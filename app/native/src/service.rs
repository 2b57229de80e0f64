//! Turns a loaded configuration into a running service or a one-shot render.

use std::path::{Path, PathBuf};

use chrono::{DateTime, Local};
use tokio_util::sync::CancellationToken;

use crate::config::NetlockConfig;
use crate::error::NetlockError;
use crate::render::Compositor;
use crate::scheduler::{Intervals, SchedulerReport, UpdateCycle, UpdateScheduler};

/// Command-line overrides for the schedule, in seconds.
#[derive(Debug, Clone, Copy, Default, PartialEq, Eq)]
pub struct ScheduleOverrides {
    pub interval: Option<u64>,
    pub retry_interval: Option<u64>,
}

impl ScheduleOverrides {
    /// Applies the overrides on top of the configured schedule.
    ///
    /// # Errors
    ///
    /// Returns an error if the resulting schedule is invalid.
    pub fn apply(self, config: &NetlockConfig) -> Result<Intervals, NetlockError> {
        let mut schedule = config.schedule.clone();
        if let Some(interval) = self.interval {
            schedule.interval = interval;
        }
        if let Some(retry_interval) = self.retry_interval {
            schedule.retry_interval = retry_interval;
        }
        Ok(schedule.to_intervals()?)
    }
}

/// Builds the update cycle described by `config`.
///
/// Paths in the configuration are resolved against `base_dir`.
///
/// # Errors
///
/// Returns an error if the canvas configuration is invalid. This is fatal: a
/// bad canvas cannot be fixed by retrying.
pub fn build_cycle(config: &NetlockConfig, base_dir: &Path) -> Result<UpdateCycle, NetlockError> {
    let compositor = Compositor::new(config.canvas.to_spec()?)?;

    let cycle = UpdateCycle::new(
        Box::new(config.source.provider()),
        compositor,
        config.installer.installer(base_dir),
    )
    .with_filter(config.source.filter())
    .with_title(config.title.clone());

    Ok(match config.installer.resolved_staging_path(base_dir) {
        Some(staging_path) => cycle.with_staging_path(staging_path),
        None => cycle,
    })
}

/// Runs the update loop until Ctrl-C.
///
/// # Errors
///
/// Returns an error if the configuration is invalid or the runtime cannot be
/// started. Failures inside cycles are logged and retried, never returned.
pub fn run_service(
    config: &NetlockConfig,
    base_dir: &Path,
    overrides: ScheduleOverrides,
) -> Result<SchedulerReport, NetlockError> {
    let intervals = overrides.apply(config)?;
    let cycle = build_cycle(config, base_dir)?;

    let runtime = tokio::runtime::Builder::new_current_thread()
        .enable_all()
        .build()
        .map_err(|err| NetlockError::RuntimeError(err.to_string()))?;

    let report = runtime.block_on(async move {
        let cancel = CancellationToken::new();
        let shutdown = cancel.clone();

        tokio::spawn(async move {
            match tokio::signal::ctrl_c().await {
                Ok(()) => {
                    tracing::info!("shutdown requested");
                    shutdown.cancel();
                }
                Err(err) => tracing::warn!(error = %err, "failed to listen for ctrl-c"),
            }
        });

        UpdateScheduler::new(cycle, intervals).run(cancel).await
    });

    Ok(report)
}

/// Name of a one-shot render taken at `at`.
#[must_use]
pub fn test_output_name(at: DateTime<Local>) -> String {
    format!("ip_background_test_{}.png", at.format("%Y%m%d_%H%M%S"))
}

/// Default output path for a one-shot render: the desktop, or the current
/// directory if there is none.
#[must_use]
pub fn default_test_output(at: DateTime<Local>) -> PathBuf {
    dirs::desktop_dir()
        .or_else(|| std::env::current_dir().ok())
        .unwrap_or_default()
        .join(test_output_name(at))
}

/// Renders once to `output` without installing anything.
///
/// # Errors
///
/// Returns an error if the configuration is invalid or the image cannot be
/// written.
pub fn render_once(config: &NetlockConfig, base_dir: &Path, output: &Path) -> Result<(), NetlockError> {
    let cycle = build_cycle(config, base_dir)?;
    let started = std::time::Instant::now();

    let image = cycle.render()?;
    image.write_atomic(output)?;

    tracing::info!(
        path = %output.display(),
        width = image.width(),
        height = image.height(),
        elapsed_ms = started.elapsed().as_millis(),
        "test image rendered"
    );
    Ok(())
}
****************************************
→ ASSIGNMENT
Everything from the line with "output: &Path) ->" through the last line of the data above, please return word for word, and no other line.

→ RESULT
pub fn render_once(config: &NetlockConfig, base_dir: &Path, output: &Path) -> Result<(), NetlockError> {
    let cycle = build_cycle(config, base_dir)?;
    let started = std::time::Instant::now();

    let image = cycle.render()?;
    image.write_atomic(output)?;

    tracing::info!(
        path = %output.display(),
        width = image.width(),
        height = image.height(),
        elapsed_ms = started.elapsed().as_millis(),
        "test image rendered"
    );
    Ok(())
}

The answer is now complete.